Stress has been identified as a risk factor for type 2 diabetes. When we are stressed, the body responds by releasing stress hormones, increasing blood pressure and blood sugar, and stimulating the immune system. At the same time, digestion, growth and repair are slowed down to ensure that the body’s energy can be used to fight or escape the threats faced.
Therefore, continuous stress will make it more difficult to control blood sugar, so it is recommended to practice mindfulness or engage in some stress-relieving activities to reduce the risk of diabetes complications, such as heart disease, stroke, and hypertension by reducing stress. blood pressure or other mental conditions such as depression and anxiety.
Control blood sugar
In order to avoid the eventual complications of diabetes, it is necessary to regularly control blood sugar, and the methods are usually as follows:
- Use insulin
- Monitor blood sugar
- Healthy diet
- Take medicine
For type 2 diabetes, it is best to maintain the fasting blood glucose level within the target range of 4 to 6 mmol/L (60 to 99 mg/dL), which helps prevent short-term and long-term complications.
However, diet and exercise alone may still not be able to maintain healthy blood sugar, because type 2 diabetes is a chronic disease.
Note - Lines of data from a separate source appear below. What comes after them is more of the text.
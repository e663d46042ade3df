use anyhow::{Context, Result as AnyhowResult};
use clap::Parser;
use crossterm::event::{
    poll as event_poll, read as event_read, Event as CrosstermEvent, KeyCode, KeyEventKind,
    MouseEventKind,
};
use mainframe::config::Config;
use mainframe::services::terminal_modes::{self, KeyboardConfig, TerminalModes};
use mainframe::services::tracing_setup;
use mainframe::terminal::view::Bezel;
use mainframe::terminal::Terminal;
use mainframe::ui;
use ratatui::backend::CrosstermBackend;
use ratatui::layout::Position;
use std::io::{self, stdout};
use std::path::PathBuf;
use std::time::Duration;

const FRAME_DURATION: Duration = Duration::from_millis(16);

/// How long the final screen stays up before the game exits
const END_SCREEN: Duration = Duration::from_millis(1500);

/// Hack into the mainframe before the countdown locks you out
#[derive(Parser, Debug)]
#[command(name = "mainframe")]
#[command(about = "A timed terminal hacking game", long_about = None)]
#[command(version)]
struct Args {
    /// Path to configuration file
    #[arg(long, value_name = "PATH")]
    config: Option<PathBuf>,

    /// Level to play (default: the first level in the configuration)
    #[arg(long, value_name = "NAME")]
    level: Option<String>,

    /// Override the level's time budget, in seconds
    #[arg(long, value_name = "SECS")]
    time: Option<u64>,

    /// Path to log file (default: system temp dir)
    #[arg(long, value_name = "PATH")]
    log_file: Option<PathBuf>,

    /// Print the effective configuration as JSON and exit
    #[arg(long)]
    dump_config: bool,
}

/// How a session ended
#[derive(Debug, Clone, Copy, PartialEq, Eq)]
enum Outcome {
    LockedOut,
    Granted,
}

impl Outcome {
    fn message(self) -> &'static str {
        match self {
            Outcome::LockedOut => "You have been locked out",
            Outcome::Granted => "Access Granted",
        }
    }
}

fn load_config(args: &Args) -> AnyhowResult<Config> {
    let config = match &args.config {
        Some(path) => Config::load_from_file(path)
            .with_context(|| format!("Failed to load config from {}", path.display()))?,
        None => Config::default(),
    };
    config.validate().context("Invalid configuration")?;
    Ok(config)
}

fn build_terminal(args: &Args, config: &Config) -> AnyhowResult<Terminal> {
    let mut level = match &args.level {
        Some(name) => config
            .level(name)
            .with_context(|| format!("No level named {:?}", name))?
            .clone(),
        None => config
            .levels
            .first()
            .context("Configuration has no levels")?
            .clone(),
    };
    if let Some(time) = args.time {
        level.time = time;
    }

    tracing::info!(level = %level.name, time = level.time, "starting level");
    let terminal = Terminal::new(level.to_level(), &config.terminal)
        .with_context(|| format!("Invalid level {:?}", level.name))?;
    Ok(terminal)
}

fn run_game(
    terminal: &mut Terminal,
    screen: &mut ratatui::Terminal<CrosstermBackend<io::Stdout>>,
    key_release_events: bool,
) -> AnyhowResult<Outcome> {
    loop {
        while event_poll(Duration::ZERO)? {
            handle_event(terminal, event_read()?, key_release_events);
        }

        terminal.run();

        if terminal.locked() {
            return Ok(Outcome::LockedOut);
        }
        if terminal.completed() {
            return Ok(Outcome::Granted);
        }

        let view = terminal.render();
        screen.draw(|frame| ui::draw(frame, &view))?;

        // Waits for the next event or the end of the frame
        event_poll(FRAME_DURATION)?;
    }
}

fn handle_event(terminal: &mut Terminal, event: CrosstermEvent, key_release_events: bool) {
    match event {
        CrosstermEvent::Key(key) => match key.kind {
            KeyEventKind::Press => {
                if key.code == KeyCode::Esc {
                    let paused = !terminal.paused();
                    terminal.set_paused(paused);
                    return;
                }
                if terminal.paused() {
                    return;
                }
                terminal.on_keypress(key);
                if !key_release_events {
                    // Without release reports every press counts as released
                    terminal.on_keyrelease();
                }
            }
            KeyEventKind::Release => terminal.on_keyrelease(),
            KeyEventKind::Repeat => {}
        },
        CrosstermEvent::Mouse(mouse) => {
            let pos = Position::new(mouse.column, mouse.row);
            match mouse.kind {
                MouseEventKind::Down(button) => terminal.on_mouseclick(button, pos),
                MouseEventKind::Moved | MouseEventKind::Drag(_) => terminal.on_mousemove(pos),
                _ => {}
            }
        }
        CrosstermEvent::FocusGained => terminal.on_focus_change(true),
        CrosstermEvent::FocusLost => terminal.on_focus_change(false),
        _ => {}
    }
}

fn show_end_screen(
    terminal: &Terminal,
    screen: &mut ratatui::Terminal<CrosstermBackend<io::Stdout>>,
    outcome: Outcome,
) -> AnyhowResult<()> {
    let power = match outcome {
        Outcome::LockedOut => Bezel::Off,
        Outcome::Granted => Bezel::Powered,
    };
    let bezel = terminal.bezel(power);
    screen.draw(|frame| ui::draw_message(frame, &bezel, outcome.message()))?;
    std::thread::sleep(END_SCREEN);
    Ok(())
}

fn main() -> AnyhowResult<()> {
    let args = Args::parse();

    let config = load_config(&args)?;

    if args.dump_config {
        let json = serde_json::to_string_pretty(&config)?;
        println!("{}", json);
        return Ok(());
    }

    let log_file = args
        .log_file
        .clone()
        .unwrap_or_else(tracing_setup::default_log_path);
    if let Err(e) = tracing_setup::init_global(&log_file) {
        eprintln!("Warning: logging disabled: {:#}", e);
    }

    let mut terminal = build_terminal(&args, &config)?;

    let original_hook = std::panic::take_hook();
    std::panic::set_hook(Box::new(move |panic| {
        terminal_modes::emergency_cleanup();
        original_hook(panic);
    }));

    let mut modes = TerminalModes::enable(&KeyboardConfig::default())?;
    let mut screen = ratatui::Terminal::new(CrosstermBackend::new(stdout()))?;
    screen.clear()?;

    let result = run_game(&mut terminal, &mut screen, modes.key_release_events()).and_then(
        |outcome| {
            show_end_screen(&terminal, &mut screen, outcome)?;
            Ok(outcome)
        },
    );

    modes.undo();

    let outcome = result?;
    tracing::info!(?outcome, "session ended");
    println!("{}", outcome.message());
    Ok(())
}
//! Render output of the terminal
//!
//! [`TerminalView`] is a plain snapshot of everything the host needs to draw
//! one frame. It holds no references into the terminal, so a renderer can
//! keep it around or compare frames in tests.

use super::style::StyledLine;
use crate::countdown::CountdownView;

/// One rendered frame
#[derive(Debug, Clone, PartialEq)]
pub struct TerminalView {
    /// Lines to draw upward from the baseline, newest first. For a text
    /// terminal the first entry is the input line.
    pub lines: Vec<StyledLine>,
    pub cursor: Option<CursorView>,
    /// None when a graphical program skips the bezel
    pub bezel: Option<BezelView>,
    /// Whether the lines come from a graphical program's own drawing
    pub graphical: bool,
}

impl TerminalView {
    /// The text of the input line, when this is a text frame.
    pub fn input_line(&self) -> Option<&str> {
        if self.graphical {
            return None;
        }
        self.lines.first().map(|line| line.text.as_str())
    }

    /// Line texts, newest first.
    pub fn texts(&self) -> impl Iterator<Item = &str> {
        self.lines.iter().map(|line| line.text.as_str())
    }
}

/// Text cursor drawn after the input line
#[derive(Debug, Clone, Copy, PartialEq, Eq)]
pub struct CursorView {
    /// Character column after the input line's text
    pub column: usize,
    /// Filled when the window has focus, outlined otherwise
    pub filled: bool,
}

/// Monitor frame around the screen
#[derive(Debug, Clone, PartialEq)]
pub struct BezelView {
    /// Terminal id shown on the frame label
    pub id: String,
    pub power: Bezel,
    pub countdown: CountdownView,
}

/// Bezel image selection
#[derive(Debug, Clone, Copy, PartialEq, Eq)]
pub enum Bezel {
    Powered,
    Off,
}
//! Terminal mode management
//!
//! The game takes over the whole terminal: raw mode, the alternate screen,
//! mouse capture, focus change reporting and, where supported, keyboard
//! enhancement so that key releases are reported. `TerminalModes` records
//! what was enabled so `undo()` can restore exactly that.

use anyhow::Result;
use crossterm::{
    cursor::{Hide, Show},
    event::{
        DisableFocusChange, DisableMouseCapture, EnableFocusChange, EnableMouseCapture,
        KeyboardEnhancementFlags, PopKeyboardEnhancementFlags, PushKeyboardEnhancementFlags,
    },
    terminal::{
        disable_raw_mode, enable_raw_mode, supports_keyboard_enhancement, EnterAlternateScreen,
        LeaveAlternateScreen,
    },
    ExecutableCommand,
};
use std::io::{stdout, Write};

/// Keyboard enhancement flags to request.
#[derive(Debug, Clone)]
pub struct KeyboardConfig {
    /// Enable CSI-u sequences for unambiguous escape code reading.
    pub disambiguate_escape_codes: bool,
    /// Report key repeat and release events.
    pub report_event_types: bool,
}

impl Default for KeyboardConfig {
    fn default() -> Self {
        Self {
            disambiguate_escape_codes: true,
            report_event_types: true,
        }
    }
}

impl KeyboardConfig {
    pub fn to_flags(&self) -> KeyboardEnhancementFlags {
        let mut flags = KeyboardEnhancementFlags::empty();
        if self.disambiguate_escape_codes {
            flags |= KeyboardEnhancementFlags::DISAMBIGUATE_ESCAPE_CODES;
        }
        if self.report_event_types {
            flags |= KeyboardEnhancementFlags::REPORT_EVENT_TYPES;
        }
        flags
    }

    pub fn any_enabled(&self) -> bool {
        self.disambiguate_escape_codes || self.report_event_types
    }
}

/// Tracks which terminal modes have been enabled and provides cleanup.
#[derive(Debug, Default)]
pub struct TerminalModes {
    raw_mode: bool,
    alternate_screen: bool,
    mouse_capture: bool,
    focus_change: bool,
    keyboard_enhancement: bool,
    cursor_hidden: bool,
    key_release_events: bool,
}

impl TerminalModes {
    pub fn new() -> Self {
        Self::default()
    }

    /// Enable all terminal modes, checking support for each.
    ///
    /// On error, any partially enabled modes are undone.
    pub fn enable(keyboard_config: &KeyboardConfig) -> Result<Self> {
        let mut modes = Self::new();

        if let Err(e) = enable_raw_mode() {
            tracing::error!("Failed to enable raw mode: {}", e);
            return Err(e.into());
        }
        modes.raw_mode = true;
        tracing::debug!("Enabled raw mode");

        if keyboard_config.any_enabled() {
            match supports_keyboard_enhancement() {
                Ok(true) => {
                    let flags = keyboard_config.to_flags();
                    if let Err(e) = stdout().execute(PushKeyboardEnhancementFlags(flags)) {
                        tracing::warn!("Failed to enable keyboard enhancement: {}", e);
                    } else {
                        modes.keyboard_enhancement = true;
                        modes.key_release_events = keyboard_config.report_event_types;
                        tracing::debug!("Enabled keyboard enhancement flags: {:?}", flags);
                    }
                }
                Ok(false) => {
                    tracing::info!("Keyboard enhancement not supported by terminal");
                }
                Err(e) => {
                    tracing::warn!("Failed to query keyboard enhancement support: {}", e);
                }
            }
        }

        if let Err(e) = stdout().execute(EnterAlternateScreen) {
            tracing::error!("Failed to enter alternate screen: {}", e);
            modes.undo();
            return Err(e.into());
        }
        modes.alternate_screen = true;
        tracing::debug!("Entered alternate screen");

        // The game draws its own cursor
        if stdout().execute(Hide).is_ok() {
            modes.cursor_hidden = true;
        }

        if let Err(e) = stdout().execute(EnableMouseCapture) {
            tracing::warn!("Failed to enable mouse capture: {}", e);
        } else {
            modes.mouse_capture = true;
            tracing::debug!("Enabled mouse capture");
        }

        if let Err(e) = stdout().execute(EnableFocusChange) {
            tracing::warn!("Failed to enable focus change reporting: {}", e);
        } else {
            modes.focus_change = true;
            tracing::debug!("Enabled focus change reporting");
        }

        Ok(modes)
    }

    /// Restore the terminal by disabling every mode that was enabled.
    ///
    /// Safe to call more than once.
    pub fn undo(&mut self) {
        if self.focus_change {
            let _ = stdout().execute(DisableFocusChange);
            self.focus_change = false;
            tracing::debug!("Disabled focus change reporting");
        }

        if self.mouse_capture {
            let _ = stdout().execute(DisableMouseCapture);
            self.mouse_capture = false;
            tracing::debug!("Disabled mouse capture");
        }

        if self.cursor_hidden {
            let _ = stdout().execute(Show);
            self.cursor_hidden = false;
        }

        if self.keyboard_enhancement {
            let _ = stdout().execute(PopKeyboardEnhancementFlags);
            self.keyboard_enhancement = false;
            self.key_release_events = false;
            tracing::debug!("Popped keyboard enhancement flags");
        }

        // Raw mode goes before leaving the alternate screen for cleaner output
        if self.raw_mode {
            let _ = disable_raw_mode();
            self.raw_mode = false;
            tracing::debug!("Disabled raw mode");
        }

        if self.alternate_screen {
            let _ = stdout().execute(LeaveAlternateScreen);
            self.alternate_screen = false;
            tracing::debug!("Left alternate screen");
        }

        let _ = stdout().flush();
    }

    /// True when the terminal reports key releases, so the host need not
    /// synthesise them.
    pub fn key_release_events(&self) -> bool {
        self.key_release_events
    }

    pub fn raw_mode_enabled(&self) -> bool {
        self.raw_mode
    }

    pub fn alternate_screen_enabled(&self) -> bool {
        self.alternate_screen
    }
}

impl Drop for TerminalModes {
    fn drop(&mut self) {
        self.undo();
    }
}

/// Unconditionally restore terminal state without tracking.
///
/// For panic hooks, where the `TerminalModes` instance is out of reach.
pub fn emergency_cleanup() {
    let _ = stdout().execute(DisableFocusChange);
    let _ = stdout().execute(DisableMouseCapture);
    let _ = stdout().execute(Show);
    let _ = stdout().execute(PopKeyboardEnhancementFlags);
    let _ = disable_raw_mode();
    let _ = stdout().execute(LeaveAlternateScreen);
    let _ = stdout().flush();
}
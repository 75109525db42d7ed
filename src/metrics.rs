//! Request accounting for page sessions.
//!
//! Aggregated counters alongside lightweight timing helpers for transport
//! latency measurements, so suites can report how much traffic a scenario
//! generated.

use serde::{Deserialize, Serialize};
use std::time::{Duration, Instant};

use crate::http::Method;

/// Aggregated counters for requests issued by a session.
#[derive(Debug, Default, Clone, Serialize, Deserialize, PartialEq, Eq)]
pub struct SessionMetrics {
    pub get_requests: u64,
    pub post_requests: u64,
    pub put_requests: u64,
    pub patch_requests: u64,
    pub delete_requests: u64,

    pub form_submissions: u64,
    pub link_clicks: u64,

    pub total_requests: u64,
    pub total_transport_ms: u64,
}

impl SessionMetrics {
    /// Record a completed request and update cumulative totals.
    pub fn record_request(&mut self, method: Method, transport_ms: u64) {
        match method {
            Method::Get => self.get_requests += 1,
            Method::Post => self.post_requests += 1,
            Method::Put => self.put_requests += 1,
            Method::Patch => self.patch_requests += 1,
            Method::Delete => self.delete_requests += 1,
        }

        self.total_requests += 1;
        self.total_transport_ms += transport_ms;
    }

    pub fn record_submission(&mut self) {
        self.form_submissions += 1;
    }

    pub fn record_click(&mut self) {
        self.link_clicks += 1;
    }

    /// Merge the values from another metrics instance into this one.
    pub fn merge(&mut self, other: &SessionMetrics) {
        self.get_requests += other.get_requests;
        self.post_requests += other.post_requests;
        self.put_requests += other.put_requests;
        self.patch_requests += other.patch_requests;
        self.delete_requests += other.delete_requests;

        self.form_submissions += other.form_submissions;
        self.link_clicks += other.link_clicks;

        self.total_requests += other.total_requests;
        self.total_transport_ms += other.total_transport_ms;
    }
}

/// Start a transport timer using [`Instant::now`].
pub fn start_transport_timer() -> Instant {
    Instant::now()
}

/// Return the elapsed milliseconds since the provided start instant.
pub fn transport_time_ms(start: Instant) -> u64 {
    u64::try_from(start.elapsed().as_millis()).unwrap_or(u64::MAX)
}

/// Helper for tests to convert milliseconds to [`Duration`].
pub fn duration_from_millis(ms: u64) -> Duration {
    Duration::from_millis(ms)
}
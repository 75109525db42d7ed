//! Page constraint framework.
//!
//! Every `see*`/`dont_see*` assertion is implemented by exactly one
//! constraint: a stateless value object with a single
//! [`Constraint::matches`] evaluation over the current page view. Negative
//! assertions never get their own predicate logic; they wrap the positive
//! constraint in [`Negate`].
//!
//! A view is either a live [`Document`] or the raw response body. Text and
//! source constraints work on both; constraints that must walk elements
//! refuse the raw form with [`ConstraintError::NotEvaluable`].

use regex::Regex;
use thiserror::Error;

use crate::document::{Document, QueryError};
use crate::selector::{FieldNotFound, ResolveError};

mod form;
mod page;

pub use form::{HasValue, IsChecked, IsSelected};
pub use page::{AttrRequirement, HasElement, HasInElement, HasLink, HasSource, HasText, HrefAbsolutizer};

/// What a constraint is evaluated against.
#[derive(Debug, Clone, Copy)]
pub enum PageView<'a> {
    /// A parsed document, possibly narrowed to a scoped sub-tree.
    Dom(&'a Document),
    /// The raw response body of a non-HTML response.
    Raw(&'a str),
}

impl<'a> PageView<'a> {
    /// The view's HTML source.
    pub fn html(&self) -> &'a str {
        match self {
            PageView::Dom(document) => document.raw(),
            PageView::Raw(body) => body,
        }
    }

    /// The view's visible text, whitespace collapsed.
    pub fn text(&self) -> String {
        match self {
            PageView::Dom(document) => document.text(),
            PageView::Raw(body) => {
                let stripped = strip_tags(body);
                stripped.split_whitespace().collect::<Vec<_>>().join(" ")
            }
        }
    }

    /// The parsed document, or [`ConstraintError::NotEvaluable`] for a raw
    /// body view.
    pub fn document(&self) -> Result<&'a Document, ConstraintError> {
        match self {
            PageView::Dom(document) => Ok(document),
            PageView::Raw(_) => Err(ConstraintError::NotEvaluable),
        }
    }
}

/// Failures surfaced while evaluating a constraint.
#[derive(Debug, Error)]
pub enum ConstraintError {
    #[error("cannot inspect elements of a response without a parsed document")]
    NotEvaluable,
    #[error(transparent)]
    MissingField(#[from] FieldNotFound),
    #[error(transparent)]
    Query(#[from] QueryError),
    #[error(transparent)]
    Pattern(#[from] regex::Error),
}

impl From<ResolveError> for ConstraintError {
    fn from(err: ResolveError) -> Self {
        match err {
            ResolveError::Missing(missing) => ConstraintError::MissingField(missing),
            ResolveError::Query(query) => ConstraintError::Query(query),
        }
    }
}

/// A composable boolean predicate over a page view.
pub trait Constraint {
    fn matches(&self, view: &PageView<'_>) -> Result<bool, ConstraintError>;
}

/// Inverts another constraint's verdict; errors pass through untouched.
pub struct Negate<C>(C);

impl<C: Constraint> Negate<C> {
    pub fn new(inner: C) -> Self {
        Self(inner)
    }
}

impl<C: Constraint> Constraint for Negate<C> {
    fn matches(&self, view: &PageView<'_>) -> Result<bool, ConstraintError> {
        Ok(!self.0.matches(view)?)
    }
}

/// Case-insensitive pattern accepting a literal text and its entity-escaped
/// form as alternatives, so assertions hold whether markup characters arrive
/// literally or escaped.
pub(crate) struct MatchPattern {
    regex: Regex,
}

impl MatchPattern {
    pub(crate) fn new(text: &str) -> Result<Self, regex::Error> {
        let literal = regex::escape(text);
        let escaped = regex::escape(&encode_entities(text));
        let alternatives = if literal == escaped {
            literal
        } else {
            format!("(?:{literal}|{escaped})")
        };

        Ok(Self {
            regex: Regex::new(&format!("(?i){alternatives}"))?,
        })
    }

    pub(crate) fn is_match(&self, haystack: &str) -> bool {
        self.regex.is_match(haystack)
    }
}

fn encode_entities(text: &str) -> String {
    let mut encoded = String::with_capacity(text.len());
    for ch in text.chars() {
        match ch {
            '&' => encoded.push_str("&amp;"),
            '<' => encoded.push_str("&lt;"),
            '>' => encoded.push_str("&gt;"),
            '"' => encoded.push_str("&quot;"),
            '\'' => encoded.push_str("&#039;"),
            other => encoded.push(other),
        }
    }
    encoded
}

fn strip_tags(html: &str) -> String {
    static TAG: std::sync::OnceLock<Regex> = std::sync::OnceLock::new();
    let tag = TAG.get_or_init(|| Regex::new("<[^>]*>").expect("static pattern"));
    tag.replace_all(html, "").into_owned()
}
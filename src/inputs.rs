//! Pending-input staging buffer.
//!
//! Interaction calls (`type_text`, `check`, `uncheck`, `select`) don't touch
//! the document; they record the intended value here, keyed by the
//! normalized field name, and the next form submission coalesces the staged
//! map into the request. Staging validates eagerly that *something* on the
//! page answers to the token; whether it is genuinely a form control is the
//! submission's problem.

use std::collections::BTreeMap;

use crate::document::Document;
use crate::selector::{self, normalize_key, FieldNotFound, GENERIC_KINDS};

/// A value staged for a form field.
#[derive(Debug, Clone, PartialEq, Eq)]
pub enum FieldValue {
    /// Typed text or a selected option token.
    Text(String),
    /// Checkbox state: checked or cleared.
    Flag(bool),
}

impl From<&str> for FieldValue {
    fn from(value: &str) -> Self {
        FieldValue::Text(value.to_string())
    }
}

impl From<String> for FieldValue {
    fn from(value: String) -> Self {
        FieldValue::Text(value)
    }
}

impl From<bool> for FieldValue {
    fn from(value: bool) -> Self {
        FieldValue::Flag(value)
    }
}

/// Accumulates staged inputs between navigations.
#[derive(Debug, Default)]
pub struct InputStagingBuffer {
    staged: BTreeMap<String, FieldValue>,
}

impl InputStagingBuffer {
    pub fn new() -> Self {
        Self::default()
    }

    /// Stage a value for the field addressed by `token`.
    ///
    /// The token must resolve to at least one element by name or id within
    /// `scope`; repeated stagings of the same logical field overwrite each
    /// other, whatever mix of `#field`, `field`, and `field[]` spellings the
    /// caller used.
    pub fn stage(
        &mut self,
        scope: &Document,
        token: &str,
        value: FieldValue,
    ) -> Result<(), FieldNotFound> {
        match selector::resolve(scope, token, GENERIC_KINDS) {
            Ok(_) => {
                self.staged.insert(normalize_key(token), value);
                Ok(())
            }
            Err(selector::ResolveError::Missing(missing)) => Err(missing),
            // A token the CSS engine rejects can't name anything on the page.
            Err(selector::ResolveError::Query(_)) => {
                Err(FieldNotFound::new(token, GENERIC_KINDS))
            }
        }
    }

    /// Hand the staged map to a submission, leaving the buffer empty.
    pub fn drain(&mut self) -> BTreeMap<String, FieldValue> {
        std::mem::take(&mut self.staged)
    }

    /// Discard everything staged; runs unconditionally after navigation.
    pub fn clear(&mut self) {
        self.staged.clear();
    }

    pub fn is_empty(&self) -> bool {
        self.staged.is_empty()
    }

    #[cfg(test)]
    fn get(&self, key: &str) -> Option<&FieldValue> {
        self.staged.get(key)
    }
}
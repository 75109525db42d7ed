//! Structured logging for page sessions.
//!
//! Keeps a sensible default console output while letting embedders forward
//! records to their own sink via a callback, so a test harness can collect
//! what the session did without scraping stdout.

use std::fmt;
use std::sync::Arc;

use chrono::{DateTime, Utc};
use serde::{Deserialize, Serialize};
use serde_json::Value;

use crate::config::Verbosity;

/// Convenience alias for external logging callbacks.
pub type LogCallback = Arc<dyn Fn(&LogRecord) + Send + Sync + 'static>;

/// Logging configuration shared by a session.
#[derive(Clone, Default)]
pub struct LogConfig {
    pub verbose: Verbosity,
    pub external_logger: Option<LogCallback>,
}

impl LogConfig {
    pub fn new(verbose: Verbosity) -> Self {
        Self {
            verbose,
            external_logger: None,
        }
    }

    pub fn should_log(&self, level: LogLevel) -> bool {
        level == LogLevel::Error || level.as_u8() <= verbosity_to_u8(self.verbose)
    }
}

/// Log severity.
#[derive(Debug, Clone, Copy, Serialize, Deserialize, PartialEq, Eq)]
#[serde(rename_all = "lowercase")]
pub enum LogLevel {
    Error = 0,
    Info = 1,
    Debug = 2,
}

impl LogLevel {
    pub fn as_u8(self) -> u8 {
        self as u8
    }

    pub fn label(self) -> &'static str {
        match self {
            LogLevel::Error => "ERROR",
            LogLevel::Info => "INFO",
            LogLevel::Debug => "DEBUG",
        }
    }
}

fn verbosity_to_u8(verbose: Verbosity) -> u8 {
    match verbose {
        Verbosity::Minimal => 0,
        Verbosity::Medium => 1,
        Verbosity::Detailed => 2,
    }
}

/// Structured log entry shared with external callbacks.
#[derive(Debug, Clone, Serialize, Deserialize, PartialEq)]
pub struct LogRecord {
    pub timestamp: DateTime<Utc>,
    pub message: String,
    pub level: LogLevel,
    #[serde(skip_serializing_if = "Option::is_none")]
    pub category: Option<String>,
    #[serde(skip_serializing_if = "Option::is_none")]
    pub auxiliary: Option<Value>,
}

impl LogRecord {
    pub fn new(
        message: impl Into<String>,
        level: LogLevel,
        category: Option<String>,
        auxiliary: Option<Value>,
    ) -> Self {
        Self {
            timestamp: Utc::now(),
            message: message.into(),
            level,
            category,
            auxiliary,
        }
    }
}

/// Default console printer used when no external logger is configured.
pub fn default_log_handler(record: &LogRecord) {
    let timestamp = record
        .timestamp
        .to_rfc3339_opts(chrono::SecondsFormat::Secs, true);
    if let Some(category) = &record.category {
        println!(
            "[{}] {:<5} [{}] {}",
            timestamp,
            record.level.label(),
            category,
            record.message
        );
    } else {
        println!(
            "[{}] {:<5} {}",
            timestamp,
            record.level.label(),
            record.message
        );
    }
    if let Some(aux) = &record.auxiliary {
        if !aux.is_null() {
            println!("    {aux}");
        }
    }
}

/// Session logger with verbosity filtering and an optional external sink.
pub struct SessionLogger {
    config: LogConfig,
    default_handler: LogCallback,
}

impl fmt::Debug for SessionLogger {
    fn fmt(&self, f: &mut fmt::Formatter<'_>) -> fmt::Result {
        f.debug_struct("SessionLogger")
            .field("verbosity", &self.config.verbose)
            .field("external_logger", &self.config.external_logger.is_some())
            .finish()
    }
}

impl SessionLogger {
    pub fn with_config(config: LogConfig) -> Self {
        Self {
            config,
            default_handler: Arc::new(default_log_handler),
        }
    }

    pub fn new(verbose: Verbosity) -> Self {
        Self::with_config(LogConfig::new(verbose))
    }

    pub fn config(&self) -> &LogConfig {
        &self.config
    }

    pub fn set_verbose(&mut self, verbose: Verbosity) {
        self.config.verbose = verbose;
    }

    pub fn set_external_logger(&mut self, logger: Option<LogCallback>) {
        self.config.external_logger = logger;
    }

    pub fn log(
        &self,
        message: impl Into<String>,
        level: LogLevel,
        category: Option<&str>,
        auxiliary: Option<Value>,
    ) {
        if !self.config.should_log(level) {
            return;
        }

        let record = LogRecord::new(message, level, category.map(|c| c.to_string()), auxiliary);

        if let Some(callback) = &self.config.external_logger {
            callback(&record);
        } else {
            (self.default_handler)(&record);
        }
    }

    pub fn error(
        &self,
        message: impl Into<String>,
        category: Option<&str>,
        auxiliary: Option<Value>,
    ) {
        self.log(message, LogLevel::Error, category, auxiliary);
    }

    pub fn info(
        &self,
        message: impl Into<String>,
        category: Option<&str>,
        auxiliary: Option<Value>,
    ) {
        self.log(message, LogLevel::Info, category, auxiliary);
    }

    pub fn debug(
        &self,
        message: impl Into<String>,
        category: Option<&str>,
        auxiliary: Option<Value>,
    ) {
        self.log(message, LogLevel::Debug, category, auxiliary);
    }
}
If you do not change your lifestyle, such as losing weight and increasing daily activity, the pancreas will secrete more and more blood sugar over time. Less insulin may worsen insulin resistance. Therefore, if type 2 diabetes becomes more severe or reaches a later stage, insulin injections may be necessary to control blood sugar. This means that the body is no longer able to secrete enough insulin on its own.
Generally speaking, at this stage, patients will need to continue taking medications in addition to insulin. If you need medication, be sure to take medications regularly to control blood sugar, or inject insulin as directed by your doctor. You are not allowed to substitute medications or choose other treatments without authorization. Way.
Sometimes medicines may have side effects. If you encounter any problems, please consult your doctor immediately. The doctor will usually prescribe other medicines for you.
How often do I need to go back for a follow-up visit?
It is recommended that patients with type 2 diabetes return for a follow-up visit about once every 1 to 3 months. The doctor will evaluate the condition and adjust medications based on blood sugar levels and glycated hemoglobin. As you age, the types and amounts of food you need to eat will change, and you will need to be checked for signs of complications.
It should be noted that carbohydrates are the most important nutrient that affects blood sugar, so it is important to record the carbohydrate content of each meal to help regulate blood sugar and control the disease.